The digital transformation of agricultural product distribution is evidenced by the substantial and consistent growth in online retail sales of agricultural products in China. Official data from the Ministry of Commerce indicate a notable upward trajectory, with agricultural product e-commerce retail sales reaching CNY 486.7 billion in 2021, subsequently expanding to CNY 531.38 billion in 2022, and further growing to CNY 587.03 billion in 2023. This progressive annual increase reflects not merely quantitative market expansion but also signifies the deepening integration of digital technologies into traditional agricultural value chains. The consistent growth pattern demonstrates the resilience and increasing market penetration of agricultural e-commerce, suggesting a structural shift in consumer purchasing behavior toward digital channels for agricultural products.
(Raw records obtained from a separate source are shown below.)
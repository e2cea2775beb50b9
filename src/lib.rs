//! # Lightnet - declarative HTTP endpoints on top of `reqwest`
//!
//! Describe a call as an [`Endpoint`] (path, method, URL parameters, body
//! parameters, headers), hand it to a [`Client`], and get back the validated
//! response body or a precise [`Error`]. Multipart file uploads with per-call
//! progress reporting are built in.
//!
//! ## Quick Start
//!
//! ```no_run
//! use lightnet::{Client, Endpoint, LogLevel};
//! use serde::Deserialize;
//!
//! #[derive(Deserialize)]
//! struct Site {
//!     id: u64,
//!     name: String,
//! }
//!
//! #[tokio::main]
//! async fn main() -> Result<(), lightnet::Error> {
//!     let client = Client::new("https://api.example.com", LogLevel::Info)?;
//!
//!     // GET /api/sites?region=north%20east
//!     let endpoint = Endpoint::get("/api/sites").with_url_param("region", "north east");
//!     let sites: Vec<Site> = client.fetch(&endpoint).await?;
//!     println!("{} sites", sites.len());
//!
//!     // POST a JSON body
//!     let endpoint = Endpoint::post("/api/sites")
//!         .with_body_param("name", "Harbor")
//!         .with_body_param("beds", 40);
//!     let raw = client.request(&endpoint).await?;
//!     println!("{}", String::from_utf8_lossy(&raw));
//!
//!     Ok(())
//! }
//! ```
//!
//! ## Uploads
//!
//! ```no_run
//! use lightnet::{CallOptions, Client, Endpoint, LogLevel, Upload, UploadKind};
//! use std::sync::Arc;
//!
//! # async fn example() -> Result<(), lightnet::Error> {
//! let client = Client::new("https://api.example.com", LogLevel::Off)?;
//!
//! let endpoint = Endpoint::post("/api/photos").with_body_param("caption", "Sunrise");
//! let upload = Upload::new(UploadKind::Image, std::fs::read("sunrise.jpg").unwrap());
//!
//! let options = CallOptions::new()
//!     .on_progress(Arc::new(|fraction| println!("{:.0}% sent", fraction * 100.0)));
//! client.upload_with(&endpoint, &upload, options).await?;
//! # Ok(())
//! # }
//! ```
//!
//! ## Request encoding
//!
//! * URL parameters become the query string. Keys and values alike are
//!   percent-encoded with only `A-Z a-z 0-9 - . _ ~` left as is; this is
//!   deliberately stricter than general query encoding.
//! * Requests with URL parameters get
//!   `Content-Type: application/x-www-form-urlencoded; charset=utf-8`, even
//!   when they also carry a JSON body.
//! * Body parameters become a pretty-printed JSON body with
//!   `Content-Type: application/json` when nothing above or the caller set one.
//! * Uploads become `multipart/form-data`; that Content-Type always wins,
//!   even over a caller-supplied header.
//!
//! ## Logging
//!
//! Requests and responses are logged through `tracing` at the client's
//! [`LogLevel`]; install a subscriber (e.g. `tracing-subscriber`) to see them.

mod client;
mod decode;
mod endpoint;
mod error;
mod logger;
mod progress;
mod reachability;
mod request;
mod upload;
mod validate;

pub use client::{
    CallOptions, Client, ClientBuilder, DEFAULT_REQUEST_TIMEOUT, DEFAULT_UPLOAD_TIMEOUT,
};
pub use decode::decode;
pub use endpoint::{Endpoint, Params};
pub use error::{Error, Result};
pub use logger::LogLevel;
pub use progress::{ProgressCallback, ProgressTracker};
pub use reachability::{AlwaysReachable, ConnectionStatus, ProbeError, Reachability};
pub use request::{build_request, build_request_with_boundary, generate_boundary, WireRequest};
pub use upload::{Upload, UploadKind};
pub use validate::validate_response;
//! Example demonstrating error handling.
//!
//! This example shows how to:
//! - Match on the error kinds a call can produce
//! - Access raw response data on errors
//! - Plug in a reachability oracle
//!
//! Run with: `cargo run --example error_handling`

use lightnet::{Client, ConnectionStatus, Endpoint, Error, LogLevel};
use serde::Deserialize;

#[derive(Debug, Deserialize)]
#[allow(dead_code)]
struct Post {
    id: u32,
    title: String,
}

#[tokio::main]
async fn main() -> Result<(), Box<dyn std::error::Error>> {
    tracing_subscriber::fmt()
        .with_env_filter("lightnet=info")
        .init();

    let client = Client::new("https://jsonplaceholder.typicode.com", LogLevel::Info)?;

    println!("=== Example 1: Handling bad status codes ===");
    match client.fetch::<Post>(&Endpoint::get("/posts/999999")).await {
        Ok(post) => println!("Success: {:?}", post),
        Err(Error::BadStatusCode {
            status,
            raw_response,
        }) => {
            println!("Bad status code!");
            println!("  Status: {}", status);
            println!("  Is client error (4xx): {}", status.is_client_error());
            println!("  Raw response: {}", raw_response);
        }
        Err(e) => println!("Other error: {}", e),
    }
    println!();

    println!("=== Example 2: Handling decoding errors ===");
    #[derive(Debug, Deserialize)]
    #[allow(dead_code)]
    struct WrongSchema {
        nonexistent_field: String,
    }

    match client.fetch::<WrongSchema>(&Endpoint::get("/posts/1")).await {
        Ok(_) => println!("Unexpected success"),
        Err(Error::DecodingFailed {
            raw_response,
            serde_error,
        }) => {
            println!("Decoding failed!");
            println!("  Serde error: {}", serde_error);
            println!(
                "  Raw response (first 200 chars): {}",
                raw_response.chars().take(200).collect::<String>()
            );
        }
        Err(e) => println!("Other error: {}", e),
    }
    println!();

    println!("=== Example 3: Transport failures ===");
    let bad_client = Client::new("https://this-domain-does-not-exist-12345.com", LogLevel::Off)?;
    match bad_client.request(&Endpoint::get("/")).await {
        Ok(_) => println!("Unexpected success"),
        Err(Error::NoResponse(Some(e))) => {
            println!("No response!");
            println!("  Error: {}", e);
            println!("  Is connect error: {}", e.is_connect());
        }
        Err(e) => println!("Other error: {}", e),
    }
    println!();

    println!("=== Example 4: Offline ===");
    let offline = Client::builder()
        .base_url("https://jsonplaceholder.typicode.com")
        .reachability(|| ConnectionStatus::Unavailable)
        .build()?;
    match offline.request(&Endpoint::get("/posts/1")).await {
        Err(Error::NoNetwork) => println!("No network, nothing was sent"),
        other => println!("Unexpected: {:?}", other.map(|b| b.len())),
    }

    Ok(())
}
//! Example demonstrating a multipart upload with progress reporting.
//!
//! This example shows how to:
//! - Attach an image payload to an endpoint
//! - Observe upload progress through a per-call callback
//! - Cancel a slow upload with a cancellation token
//!
//! Run with: `cargo run --example upload_progress`

use lightnet::{CallOptions, Client, Endpoint, Error, LogLevel, Upload, UploadKind};
use std::sync::Arc;
use std::time::Duration;
use tokio_util::sync::CancellationToken;

#[tokio::main]
async fn main() -> Result<(), Error> {
    tracing_subscriber::fmt()
        .with_env_filter("lightnet=info,upload_progress=info")
        .init();

    let client = Client::new("https://httpbin.org", LogLevel::Info)?;

    // A fake 256 KiB "photo".
    let photo: Vec<u8> = (0..256 * 1024).map(|i| (i % 256) as u8).collect();
    let upload = Upload::new(UploadKind::Image, photo);

    let endpoint = Endpoint::post("/post")
        .with_body_param("caption", "Sunrise over the harbor")
        .with_body_param("album", 12);

    println!("=== Upload with progress ===");
    let options = CallOptions::new().on_progress(Arc::new(|fraction| {
        println!("  {:>5.1}% sent", fraction * 100.0);
    }));
    let body = client.upload_with(&endpoint, &upload, options).await?;
    println!("Server echoed {} bytes", body.len());
    println!();

    println!("=== Cancelling an upload ===");
    let token = CancellationToken::new();
    let trigger = token.clone();
    tokio::spawn(async move {
        tokio::time::sleep(Duration::from_millis(10)).await;
        trigger.cancel();
    });

    let options = CallOptions::new()
        .timeout(Duration::from_secs(5))
        .cancel_token(token);
    match client.upload_with(&endpoint, &upload, options).await {
        Ok(_) => println!("Upload finished before it could be cancelled"),
        Err(Error::Cancelled) => println!("Upload cancelled"),
        Err(e) => println!("Other error: {}", e),
    }

    Ok(())
}
//! Turns an [`Endpoint`] into a fully resolved wire request.
//!
//! Construction runs in a fixed order because Content-Type precedence depends
//! on it:
//!
//! 1. join the endpoint path onto the base URL;
//! 2. encode URL parameters into the query string and default the
//!    Content-Type to `application/x-www-form-urlencoded; charset=utf-8`;
//! 3. encode the body: multipart when an upload carries bytes, pretty JSON
//!    when body parameters are present (`application/json` only if no
//!    Content-Type is set yet, so the form default from step 2 wins);
//! 4. apply the caller's headers, overwriting same-named ones;
//! 5. for multipart bodies, force the multipart Content-Type over everything.

use crate::{endpoint::Endpoint, upload::Upload, Error, Result};
use bytes::{BufMut, Bytes, BytesMut};
use http::header::CONTENT_TYPE;
use http::{HeaderMap, HeaderName, HeaderValue, Method};
use percent_encoding::{utf8_percent_encode, AsciiSet, NON_ALPHANUMERIC};
use serde_json::{Map, Value};
use std::borrow::Cow;
use std::time::Duration;
use url::Url;

/// Characters left unescaped in query keys and values: `A-Z a-z 0-9 - . _ ~`.
const QUERY_VALUE: &AsciiSet = &NON_ALPHANUMERIC
    .remove(b'-')
    .remove(b'.')
    .remove(b'_')
    .remove(b'~');

pub(crate) const FORM_URLENCODED: &str = "application/x-www-form-urlencoded; charset=utf-8";
pub(crate) const APPLICATION_JSON: &str = "application/json";

/// A request ready to hand to the transport.
#[derive(Debug, Clone, PartialEq)]
pub struct WireRequest {
    /// Absolute URL including the encoded query string.
    pub url: Url,
    /// The HTTP method.
    pub method: Method,
    /// Final request headers.
    pub headers: HeaderMap,
    /// Encoded body, if any.
    pub body: Option<Bytes>,
    /// Per-request timeout.
    pub timeout: Duration,
}

impl WireRequest {
    /// The Content-Type header as text, if set.
    pub fn content_type(&self) -> Option<&str> {
        self.headers.get(CONTENT_TYPE)?.to_str().ok()
    }

    /// Multipart boundary parsed back out of the Content-Type header.
    pub fn multipart_boundary(&self) -> Option<&str> {
        self.content_type()?
            .strip_prefix("multipart/form-data; boundary=")
    }
}

/// Builds a wire request for `endpoint` against `base_url`.
///
/// A fresh multipart boundary is generated when `upload` carries bytes.
///
/// # Errors
///
/// * [`Error::InvalidUrl`] if `base_url` does not parse or cannot take a path.
/// * [`Error::EncodingFailed`] if the JSON body or a header cannot be encoded.
///
/// # Examples
///
/// ```
/// use lightnet::{build_request, Endpoint};
/// use std::time::Duration;
///
/// let endpoint = Endpoint::get("/api/ping").with_url_param("q", "a b");
/// let request = build_request(&endpoint, "https://x.test", Duration::from_secs(20), None).unwrap();
///
/// assert_eq!(request.url.as_str(), "https://x.test/api/ping?q=a%20b");
/// assert_eq!(
///     request.content_type(),
///     Some("application/x-www-form-urlencoded; charset=utf-8")
/// );
/// ```
pub fn build_request(
    endpoint: &Endpoint,
    base_url: &str,
    timeout: Duration,
    upload: Option<&Upload>,
) -> Result<WireRequest> {
    build_request_with_boundary(endpoint, base_url, timeout, upload, &generate_boundary())
}

/// Same as [`build_request`] but with a caller-chosen multipart boundary.
pub fn build_request_with_boundary(
    endpoint: &Endpoint,
    base_url: &str,
    timeout: Duration,
    upload: Option<&Upload>,
    boundary: &str,
) -> Result<WireRequest> {
    let mut url = join_url(base_url, endpoint.path())?;

    let mut headers = HeaderMap::new();
    let params = endpoint.url_params();
    if !params.is_empty() {
        url.set_query(Some(&encode_query(params)));
        set_if_absent(&mut headers, FORM_URLENCODED);
    }

    let mut multipart = false;

    let body = match upload.filter(|u| u.has_payload()) {
        Some(upload) => {
            multipart = true;
            Some(multipart_body(endpoint.body_params(), upload, boundary))
        }
        None => match endpoint.body_params().filter(|p| !p.is_empty()) {
            Some(body_params) => {
                let json = serde_json::to_vec_pretty(body_params)
                    .map_err(|e| Error::EncodingFailed(e.to_string()))?;
                set_if_absent(&mut headers, APPLICATION_JSON);
                Some(Bytes::from(json))
            }
            None => None,
        },
    };

    for (name, value) in endpoint.headers() {
        let name = HeaderName::try_from(name.as_str())
            .map_err(|e| Error::EncodingFailed(format!("Invalid header name '{}': {}", name, e)))?;
        let value = HeaderValue::try_from(value.as_str())
            .map_err(|e| Error::EncodingFailed(format!("Invalid header value for '{}': {}", name, e)))?;
        headers.insert(name, value);
    }

    if multipart {
        let value = HeaderValue::try_from(format!("multipart/form-data; boundary={}", boundary))
            .map_err(|e| Error::EncodingFailed(format!("Invalid multipart boundary: {}", e)))?;
        headers.insert(CONTENT_TYPE, value);
    }

    Ok(WireRequest {
        url,
        method: endpoint.method().clone(),
        headers,
        body,
        timeout,
    })
}

/// Generates a multipart boundary of the form `Boundary=<UUID>`.
pub fn generate_boundary() -> String {
    format!("Boundary={}", uuid::Uuid::new_v4().to_string().to_uppercase())
}

/// Appends `path` to the base URL's path.
fn join_url(base_url: &str, path: &str) -> Result<Url> {
    let mut url = Url::parse(base_url).map_err(|e| Error::InvalidUrl {
        url: base_url.to_string(),
        reason: e.to_string(),
    })?;

    if url.cannot_be_a_base() {
        return Err(Error::InvalidUrl {
            url: base_url.to_string(),
            reason: "URL cannot be a base".to_string(),
        });
    }

    let relative = path.trim_start_matches('/');
    if !relative.is_empty() {
        let joined = format!("{}/{}", url.path().trim_end_matches('/'), relative);
        url.set_path(&joined);
    }

    Ok(url)
}

/// Encodes parameters as `key=value` pairs joined by `&`.
///
/// Keys go through the same unreserved-only set as values, so a key can never
/// smuggle in `&`, `=` or `#`.
fn encode_query(params: &Map<String, Value>) -> String {
    params
        .iter()
        .map(|(key, value)| {
            format!(
                "{}={}",
                utf8_percent_encode(key, QUERY_VALUE),
                utf8_percent_encode(&param_text(value), QUERY_VALUE)
            )
        })
        .collect::<Vec<_>>()
        .join("&")
}

/// Text form of a parameter: strings verbatim, everything else as compact JSON.
fn param_text(value: &Value) -> Cow<'_, str> {
    match value {
        Value::String(s) => Cow::Borrowed(s),
        other => Cow::Owned(other.to_string()),
    }
}

fn multipart_body(params: Option<&Map<String, Value>>, upload: &Upload, boundary: &str) -> Bytes {
    let kind = upload.kind();
    let data = upload.data().map(|d| &d[..]).unwrap_or_default();
    let mut body = BytesMut::with_capacity(data.len() + 256);

    for (key, value) in params.into_iter().flatten() {
        put_str(&mut body, &format!("--{}\r\n", boundary));
        put_str(
            &mut body,
            &format!("Content-Disposition: form-data; name=\"{}\"\r\n\r\n", key),
        );
        put_str(&mut body, &format!("{}\r\n", param_text(value)));
    }

    put_str(&mut body, &format!("--{}\r\n", boundary));
    put_str(
        &mut body,
        &format!(
            "Content-Disposition: form-data; name=\"{}\"; filename=\"{}\"\r\n",
            kind.field_name(),
            kind.placeholder_filename()
        ),
    );
    put_str(&mut body, &format!("Content-Type: {}\r\n\r\n", kind.mime_type()));
    body.put_slice(data);
    put_str(&mut body, "\r\n");
    put_str(&mut body, &format!("--{}--\r\n", boundary));

    body.freeze()
}

fn put_str(buf: &mut BytesMut, s: &str) {
    buf.put_slice(s.as_bytes());
}

fn set_if_absent(headers: &mut HeaderMap, content_type: &'static str) {
    if !headers.contains_key(CONTENT_TYPE) {
        headers.insert(CONTENT_TYPE, HeaderValue::from_static(content_type));
    }
}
This evolution presents both significant opportunities and unique challenges for stakeholders across the agricultural sector, particularly regarding product recommendation systems that must effectively accommodate the distinctive characteristics of agricultural commodities within digital marketplaces.
Rural e-commerce platforms serve as integrated hubs that connect various segments of the agricultural industry, encompassing production, processing, warehousing, and logistics, thereby establishing an efficient and streamlined marketplace for transactions between minor agricultural product suppliers (merchants) and consumers (users). However, these platforms face significant operational challenges due to the distinctive characteristics of minor agricultural product sales, particularly the pronounced seasonality in user demand and complex geographical distribution patterns. Previous research has demonstrated that the development of rural e-commerce is substantially influenced by multiple factors, including infrastructure conditions, individual characteristics, social networks, and resource endowments [
2]. These multifaceted challenges have, to a considerable extent, impeded the broader adoption and advancement of rural e-commerce platforms.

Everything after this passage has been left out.